* Records *
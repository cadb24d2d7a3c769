//! Upstream disease.sh API: the fetch boundary, request plumbing and payload validation.

mod client;
mod fetcher;
pub mod validate;

pub use client::{Client, DEFAULT_BASE_URL};
pub use fetcher::Fetcher;

use crate::error::FetchResult;
use crate::history::Timeline;
use crate::model::{CountryRecord, Scope};
use tracing::debug;

/// Source of COVID-19 statistics
pub trait CovidSource: Send + Sync {
    /// Worldwide totals (`/v3/covid-19/all`)
    fn worldwide(&self) -> FetchResult<CountryRecord>;

    /// Every country (`/v3/covid-19/countries`)
    fn countries(&self) -> FetchResult<Vec<CountryRecord>>;

    /// One country by ISO code or name (`/v3/covid-19/countries/{code}`)
    fn country(&self, code: &str) -> FetchResult<CountryRecord>;

    /// Worldwide cumulative history for the last `days` days
    fn historical(&self, days: u32) -> FetchResult<Timeline>;

    /// Totals for a scope
    fn totals(&self, scope: &Scope) -> FetchResult<CountryRecord> {
        match scope {
            Scope::Worldwide => self.worldwide(),
            Scope::Country(code) => self.country(code),
        }
    }
}

/// A fetch issued by the selection controller
#[derive(Clone, Debug, PartialEq, Eq)]
pub enum Request {
    /// Totals for a scope, stamped with the controller's sequence number
    Totals { seq: u64, scope: Scope },
    Countries { generation: u64 },
    History { days: u32 },
}

/// Result of a request, carrying the stamp it was issued with
#[derive(Clone, Debug)]
pub enum Response {
    Totals {
        seq: u64,
        scope: Scope,
        result: FetchResult<CountryRecord>,
    },
    Countries {
        generation: u64,
        result: FetchResult<Vec<CountryRecord>>,
    },
    History {
        result: FetchResult<Timeline>,
    },
}

/// Run a request against a source, blocking until it completes
pub fn execute(source: &dyn CovidSource, request: Request) -> Response {
    debug!(?request, "executing fetch");
    match request {
        Request::Totals { seq, scope } => {
            let result = source.totals(&scope);
            Response::Totals { seq, scope, result }
        }
        Request::Countries { generation } => Response::Countries {
            generation,
            result: source.countries(),
        },
        Request::History { days } => Response::History {
            result: source.historical(days),
        },
    }
}
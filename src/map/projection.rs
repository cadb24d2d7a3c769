use crate::model::{LatLng, MapView};
use std::f64::consts::PI;

/// Equatorial circumference in meters
const EARTH_CIRCUMFERENCE_M: f64 = 40_075_016.686;

const MIN_ZOOM: f64 = 0.5;
const MAX_ZOOM: f64 = 100.0;
const MAX_LAT: f64 = 85.0;

/// Viewport representing the visible map area and zoom level
#[derive(Clone, Debug, PartialEq)]
pub struct Viewport {
    /// Center longitude (-180 to 180)
    pub center_lon: f64,
    /// Center latitude (-85 to 85)
    pub center_lat: f64,
    /// Zoom factor; 1.0 fits the whole world across the canvas
    pub zoom: f64,
    /// Canvas pixel width
    pub width: usize,
    /// Canvas pixel height
    pub height: usize,
}

impl Viewport {
    pub fn new(center_lon: f64, center_lat: f64, zoom: f64, width: usize, height: usize) -> Self {
        Self {
            center_lon,
            center_lat: center_lat.clamp(-MAX_LAT, MAX_LAT),
            zoom: zoom.clamp(MIN_ZOOM, MAX_ZOOM),
            width,
            height,
        }
    }

    /// Viewport for a Leaflet-style map view: zoom level 3 is the whole world,
    /// each level above doubles the scale.
    pub fn from_map_view(view: MapView, width: usize, height: usize) -> Self {
        let zoom = 2f64.powi(view.zoom as i32 - MapView::initial().zoom as i32);
        Self::new(view.center.lng, view.center.lat, zoom, width, height)
    }

    pub fn center(&self) -> LatLng {
        LatLng::new(self.center_lat, self.center_lon)
    }

    /// Pan by a pixel delta
    pub fn pan(&mut self, dx: i32, dy: i32) {
        let scale = 360.0 / (self.zoom * self.width.max(1) as f64);
        self.center_lon += dx as f64 * scale;
        self.center_lat -= dy as f64 * scale * 0.5; // Mercator distortion

        if self.center_lon > 180.0 {
            self.center_lon -= 360.0;
        } else if self.center_lon < -180.0 {
            self.center_lon += 360.0;
        }

        self.center_lat = self.center_lat.clamp(-MAX_LAT, MAX_LAT);
    }

    pub fn zoom_in(&mut self) {
        self.zoom = (self.zoom * 1.5).min(MAX_ZOOM);
    }

    pub fn zoom_out(&mut self) {
        self.zoom = (self.zoom / 1.5).max(MIN_ZOOM);
    }

    /// Zoom by `factor` keeping the geographic point under (px, py) fixed
    pub fn zoom_at(&mut self, px: i32, py: i32, factor: f64) {
        let (lon, lat) = self.unproject(px, py);
        self.zoom = (self.zoom * factor).clamp(MIN_ZOOM, MAX_ZOOM);

        let (new_px, new_py) = self.project(lon, lat);
        self.pan(new_px - px, new_py - py);
    }

    #[inline(always)]
    fn scale(&self) -> f64 {
        self.zoom * self.width as f64
    }

    /// Center in normalized Web Mercator coordinates
    #[inline(always)]
    fn center_xy(&self) -> (f64, f64) {
        ((self.center_lon + 180.0) / 360.0, mercator_y(self.center_lat))
    }

    /// Geographic coordinate (lon, lat) to pixel coordinates
    pub fn project(&self, lon: f64, lat: f64) -> (i32, i32) {
        let x = (lon + 180.0) / 360.0;
        let y = mercator_y(lat);
        let (cx, cy) = self.center_xy();
        let scale = self.scale();

        let px = ((x - cx) * scale + self.width as f64 / 2.0) as i32;
        let py = ((y - cy) * scale + self.height as f64 / 2.0) as i32;
        (px, py)
    }

    /// Pixel coordinates back to (lon, lat)
    pub fn unproject(&self, px: i32, py: i32) -> (f64, f64) {
        let (cx, cy) = self.center_xy();
        let scale = self.scale();

        let x = (px as f64 - self.width as f64 / 2.0) / scale + cx;
        let y = (py as f64 - self.height as f64 / 2.0) / scale + cy;

        let lon = x * 360.0 - 180.0;
        let lat = (PI * (1.0 - 2.0 * y)).sinh().atan().to_degrees();
        (lon, lat)
    }

    /// Ground distance covered by one pixel at the given latitude
    pub fn meters_per_pixel(&self, lat: f64) -> f64 {
        let lat = lat.clamp(-MAX_LAT, MAX_LAT);
        EARTH_CIRCUMFERENCE_M * lat.to_radians().cos() / self.scale().max(1.0)
    }

    /// Projected point is on (or just off) the canvas
    pub fn is_visible(&self, px: i32, py: i32) -> bool {
        px >= -10 && px < self.width as i32 + 10 && py >= -10 && py < self.height as i32 + 10
    }

    /// Rough bounding-box test for a segment
    pub fn line_might_be_visible(&self, p1: (i32, i32), p2: (i32, i32)) -> bool {
        p1.0.max(p2.0) >= 0
            && p1.0.min(p2.0) < self.width as i32
            && p1.1.max(p2.1) >= 0
            && p1.1.min(p2.1) < self.height as i32
    }
}

/// Normalized Web Mercator y in [0, 1] (0 at the top)
#[inline(always)]
fn mercator_y(lat: f64) -> f64 {
    let lat_rad = lat.clamp(-MAX_LAT, MAX_LAT).to_radians();
    (1.0 - (lat_rad.tan() + 1.0 / lat_rad.cos()).ln() / PI) / 2.0
}
use crate::braille::BrailleCanvas;
use crate::map::geometry::{draw_circle, draw_line, draw_ring};
use crate::map::projection::Viewport;
use crate::model::{CountryRecord, Marker, MetricKind};

/// A geographic line (sequence of lon/lat coordinates)
pub type LineString = Vec<(f64, f64)>;

/// Largest bubble radius in braille pixels
const MAX_BUBBLE_RADIUS: f64 = 12.0;

/// Bubbles at or below this radius are drawn filled
const FILLED_BUBBLE_RADIUS: i32 = 2;

/// Level of detail for map data
#[derive(Clone, Copy, Debug, PartialEq, Eq)]
pub enum Lod {
    Low,    // 110m - world view
    Medium, // 50m - continental
    High,   // 10m - regional
}

impl Lod {
    pub fn from_zoom(zoom: f64) -> Self {
        if zoom < 2.0 {
            Lod::Low
        } else if zoom < 8.0 {
            Lod::Medium
        } else {
            Lod::High
        }
    }

    pub fn label(self) -> &'static str {
        match self {
            Lod::Low => "110m",
            Lod::Medium => "50m",
            Lod::High => "10m",
        }
    }
}

/// Display settings for map layers
#[derive(Clone, Debug)]
pub struct DisplaySettings {
    pub show_borders: bool,
    pub show_bubbles: bool,
    pub show_labels: bool,
}

impl Default for DisplaySettings {
    fn default() -> Self {
        Self {
            show_borders: true,
            show_bubbles: true,
            show_labels: true,
        }
    }
}

/// Rendered map, one canvas per color
pub struct MapLayers {
    pub land: BrailleCanvas,
    pub bubbles: BrailleCanvas,
    /// Bubble of the selected country, drawn on top
    pub highlight: BrailleCanvas,
    /// Text overlays in character coordinates
    pub labels: Vec<(u16, u16, String)>,
}

/// Map renderer with multi-resolution outline data and per-country bubbles
pub struct MapRenderer {
    pub coastlines_low: Vec<LineString>,
    pub coastlines_medium: Vec<LineString>,
    pub coastlines_high: Vec<LineString>,
    pub borders_medium: Vec<LineString>,
    pub borders_high: Vec<LineString>,
    pub settings: DisplaySettings,
}

/// Bubble radius in braille pixels: `sqrt(value) * multiplier` meters at the
/// viewport's scale, clamped. Zero values get no bubble.
pub fn bubble_radius(value: u64, lat: f64, metric: MetricKind, viewport: &Viewport) -> Option<i32> {
    if value == 0 {
        return None;
    }
    let meters = (value as f64).sqrt() * metric.radius_multiplier();
    let px = meters / viewport.meters_per_pixel(lat);
    Some(px.min(MAX_BUBBLE_RADIUS).round() as i32)
}

impl MapRenderer {
    pub fn new() -> Self {
        Self {
            coastlines_low: Vec::new(),
            coastlines_medium: Vec::new(),
            coastlines_high: Vec::new(),
            borders_medium: Vec::new(),
            borders_high: Vec::new(),
            settings: DisplaySettings::default(),
        }
    }

    /// Coastlines for the LOD, falling back to coarser data
    fn coastlines(&self, lod: Lod) -> &[LineString] {
        let candidates = match lod {
            Lod::High => [&self.coastlines_high, &self.coastlines_medium, &self.coastlines_low],
            Lod::Medium => [&self.coastlines_medium, &self.coastlines_low, &self.coastlines_low],
            Lod::Low => [&self.coastlines_low, &self.coastlines_medium, &self.coastlines_high],
        };
        candidates
            .into_iter()
            .find(|lines| !lines.is_empty())
            .map(Vec::as_slice)
            .unwrap_or(&[])
    }

    fn borders(&self, lod: Lod) -> &[LineString] {
        match lod {
            Lod::High if !self.borders_high.is_empty() => &self.borders_high,
            _ => &self.borders_medium,
        }
    }

    /// Render outlines and bubbles. The two layers are independent so they are
    /// drawn in parallel.
    pub fn render(
        &self,
        width: usize,
        height: usize,
        viewport: &Viewport,
        markers: &[Marker],
        metric: MetricKind,
        selected: Option<&CountryRecord>,
    ) -> MapLayers {
        let (land, (bubbles, highlight, labels)) = rayon::join(
            || self.render_land(width, height, viewport),
            || self.render_bubbles(width, height, viewport, markers, metric, selected),
        );

        MapLayers {
            land,
            bubbles,
            highlight,
            labels,
        }
    }

    fn render_land(&self, width: usize, height: usize, viewport: &Viewport) -> BrailleCanvas {
        let mut canvas = BrailleCanvas::new(width, height);
        let lod = Lod::from_zoom(viewport.zoom);

        for line in self.coastlines(lod) {
            draw_linestring(&mut canvas, line, viewport);
        }
        if self.settings.show_borders {
            for line in self.borders(lod) {
                draw_linestring(&mut canvas, line, viewport);
            }
        }
        canvas
    }

    fn render_bubbles(
        &self,
        width: usize,
        height: usize,
        viewport: &Viewport,
        markers: &[Marker],
        metric: MetricKind,
        selected: Option<&CountryRecord>,
    ) -> (BrailleCanvas, BrailleCanvas, Vec<(u16, u16, String)>) {
        let mut bubbles = BrailleCanvas::new(width, height);
        let mut highlight = BrailleCanvas::new(width, height);
        let mut labels = Vec::new();

        if !self.settings.show_bubbles {
            return (bubbles, highlight, labels);
        }

        for marker in markers {
            let (px, py) = viewport.project(marker.lon, marker.lat);
            if !viewport.is_visible(px, py) {
                continue;
            }

            let is_selected = selected.is_some_and(|country| country.is_country(marker.code.as_deref(), &marker.name));
            let Some(radius) = bubble_radius(marker.value, marker.lat, metric, viewport) else {
                continue;
            };

            let target = if is_selected { &mut highlight } else { &mut bubbles };
            if radius <= FILLED_BUBBLE_RADIUS {
                draw_circle(target, px, py, radius);
            } else {
                draw_ring(target, px, py, radius);
            }

            if is_selected && self.settings.show_labels && px >= 0 && py >= 0 {
                let char_x = (px / 2) as u16;
                let char_y = (py / 4) as u16;
                if let Some(label_x) = char_x.checked_add(2) {
                    labels.push((label_x, char_y, marker.name.clone()));
                }
            }
        }

        (bubbles, highlight, labels)
    }

    pub fn add_coastline(&mut self, line: LineString, lod: Lod) {
        match lod {
            Lod::Low => self.coastlines_low.push(line),
            Lod::Medium => self.coastlines_medium.push(line),
            Lod::High => self.coastlines_high.push(line),
        }
    }

    pub fn add_border(&mut self, line: LineString, lod: Lod) {
        match lod {
            Lod::High => self.borders_high.push(line),
            Lod::Low | Lod::Medium => self.borders_medium.push(line),
        }
    }

    pub fn has_data(&self) -> bool {
        !self.coastlines_low.is_empty()
            || !self.coastlines_medium.is_empty()
            || !self.coastlines_high.is_empty()
    }

    pub fn toggle_borders(&mut self) {
        self.settings.show_borders = !self.settings.show_borders;
    }

    pub fn toggle_bubbles(&mut self) {
        self.settings.show_bubbles = !self.settings.show_bubbles;
    }

    pub fn toggle_labels(&mut self) {
        self.settings.show_labels = !self.settings.show_labels;
    }
}

impl Default for MapRenderer {
    fn default() -> Self {
        Self::new()
    }
}

/// Draw a linestring with viewport culling
fn draw_linestring(canvas: &mut BrailleCanvas, line: &LineString, viewport: &Viewport) {
    if line.len() < 2 {
        return;
    }

    let mut prev: Option<(i32, i32)> = None;
    for &(lon, lat) in line {
        let (px, py) = viewport.project(lon, lat);

        if let Some((prev_x, prev_y)) = prev {
            // Skip segments that wrap around the antimeridian
            let dist = ((px - prev_x).abs() + (py - prev_y).abs()) as usize;
            if dist < viewport.width && viewport.line_might_be_visible((prev_x, prev_y), (px, py)) {
                draw_line(canvas, prev_x, prev_y, px, py);
            }
        }
        prev = Some((px, py));
    }
}
use crate::model::{CountryOption, Scope};

/// Label of the pseudo-option the selector prepends
pub const WORLDWIDE_LABEL: &str = "Worldwide";

/// Country picker popup state: filter text and highlighted row
#[derive(Clone, Debug, Default)]
pub struct CountrySelector {
    pub filter: String,
    pub cursor: usize,
}

/// One visible row of the popup
#[derive(Clone, Debug, PartialEq, Eq)]
pub struct Choice<'a> {
    pub label: &'a str,
    pub scope: Scope,
}

impl CountrySelector {
    pub fn new() -> Self {
        Self::default()
    }

    /// Worldwide first, then every option whose name or code contains the
    /// filter (case-insensitive). Worldwide is itself subject to the filter.
    pub fn choices<'a>(&self, options: &'a [CountryOption]) -> Vec<Choice<'a>> {
        let needle = self.filter.trim().to_lowercase();
        let matches = |text: &str| needle.is_empty() || text.to_lowercase().contains(&needle);

        let worldwide = matches(WORLDWIDE_LABEL).then(|| Choice {
            label: WORLDWIDE_LABEL,
            scope: Scope::Worldwide,
        });

        worldwide
            .into_iter()
            .chain(
                options
                    .iter()
                    .filter(|opt| matches(opt.name.as_str()) || matches(opt.value.as_str()))
                    .map(|opt| Choice {
                        label: opt.name.as_str(),
                        scope: Scope::Country(opt.value.clone()),
                    }),
            )
            .collect()
    }

    /// Scope under the cursor, if anything matches
    pub fn current(&self, options: &[CountryOption]) -> Option<Scope> {
        let choices = self.choices(options);
        let idx = self.cursor.min(choices.len().checked_sub(1)?);
        choices.into_iter().nth(idx).map(|c| c.scope)
    }

    pub fn push_char(&mut self, ch: char) {
        self.filter.push(ch);
        self.cursor = 0;
    }

    pub fn pop_char(&mut self) {
        self.filter.pop();
        self.cursor = 0;
    }

    pub fn move_up(&mut self) {
        self.cursor = self.cursor.saturating_sub(1);
    }

    pub fn move_down(&mut self, options: &[CountryOption]) {
        let len = self.choices(options).len();
        if self.cursor + 1 < len {
            self.cursor += 1;
        }
    }

    /// Move by a page, clamped to the choice list
    pub fn page(&mut self, options: &[CountryOption], delta: isize) {
        let len = self.choices(options).len();
        if len == 0 {
            self.cursor = 0;
            return;
        }
        let target = self.cursor as isize + delta;
        self.cursor = target.clamp(0, len as isize - 1) as usize;
    }
}

#[cfg(test)]
mod tests {
    use super::*;

    fn options() -> Vec<CountryOption> {
        [("France", "FR"), ("Germany", "DE"), ("Finland", "FI")]
            .into_iter()
            .map(|(name, value)| CountryOption { name: name.into(), value: value.into() })
            .collect()
    }

    #[test]
    fn worldwide_is_prepended() {
        let opts = options();
        let choices = CountrySelector::new().choices(&opts);
        assert_eq!(choices.len(), 4);
        assert_eq!(choices[0].scope, Scope::Worldwide);
        assert_eq!(choices[1].label, "France");
    }

    #[test]
    fn filter_matches_name_or_code() {
        let opts = options();
        let mut sel = CountrySelector::new();
        sel.push_char('f');
        let labels: Vec<_> = sel.choices(&opts).iter().map(|c| c.label).collect();
        assert_eq!(labels, ["France", "Finland"]);

        sel.filter = "ger".into();
        assert_eq!(sel.current(&opts), Some(Scope::Country("DE".into())));

        // "worldwide" ends in "de", so the code filter also keeps it
        sel.filter = "DE".into();
        let labels: Vec<_> = sel.choices(&opts).iter().map(|c| c.label).collect();
        assert_eq!(labels, ["Worldwide", "Germany"]);

        sel.filter = "world".into();
        assert_eq!(sel.current(&opts), Some(Scope::Worldwide));
    }

    #[test]
    fn cursor_stays_in_bounds() {
        let opts = options();
        let mut sel = CountrySelector::new();
        sel.move_up();
        assert_eq!(sel.cursor, 0);
        for _ in 0..10 {
            sel.move_down(&opts);
        }
        assert_eq!(sel.cursor, 3);
        assert_eq!(sel.current(&opts), Some(Scope::Country("FI".into())));

        sel.page(&opts, -100);
        assert_eq!(sel.cursor, 0);
        sel.page(&opts, 100);
        assert_eq!(sel.cursor, 3);
    }

    #[test]
    fn no_match_has_no_current() {
        let opts = options();
        let mut sel = CountrySelector::new();
        sel.filter = "zzz".into();
        assert!(sel.choices(&opts).is_empty());
        assert_eq!(sel.current(&opts), None);
        sel.page(&opts, 5);
        assert_eq!(sel.cursor, 0);
    }

    #[test]
    fn typing_resets_cursor() {
        let opts = options();
        let mut sel = CountrySelector::new();
        sel.move_down(&opts);
        sel.move_down(&opts);
        sel.push_char('g');
        assert_eq!(sel.cursor, 0);
        sel.pop_char();
        assert!(sel.filter.is_empty());
    }
}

* What is needed *
Your answer must consist solely of the lines from the top of the entries above through the line containing "fn countries(&self) ->", copied exactly, both ends included.

* Answer section *
repository cadb24d2d7a3c769
//! Upstream disease.sh API: the fetch boundary, request plumbing and payload validation.

mod client;
mod fetcher;
pub mod validate;

pub use client::{Client, DEFAULT_BASE_URL};
pub use fetcher::Fetcher;

use crate::error::FetchResult;
use crate::history::Timeline;
use crate::model::{CountryRecord, Scope};
use tracing::debug;

/// Source of COVID-19 statistics
pub trait CovidSource: Send + Sync {
    /// Worldwide totals (`/v3/covid-19/all`)
    fn worldwide(&self) -> FetchResult<CountryRecord>;

    /// Every country (`/v3/covid-19/countries`)
    fn countries(&self) -> FetchResult<Vec<CountryRecord>>;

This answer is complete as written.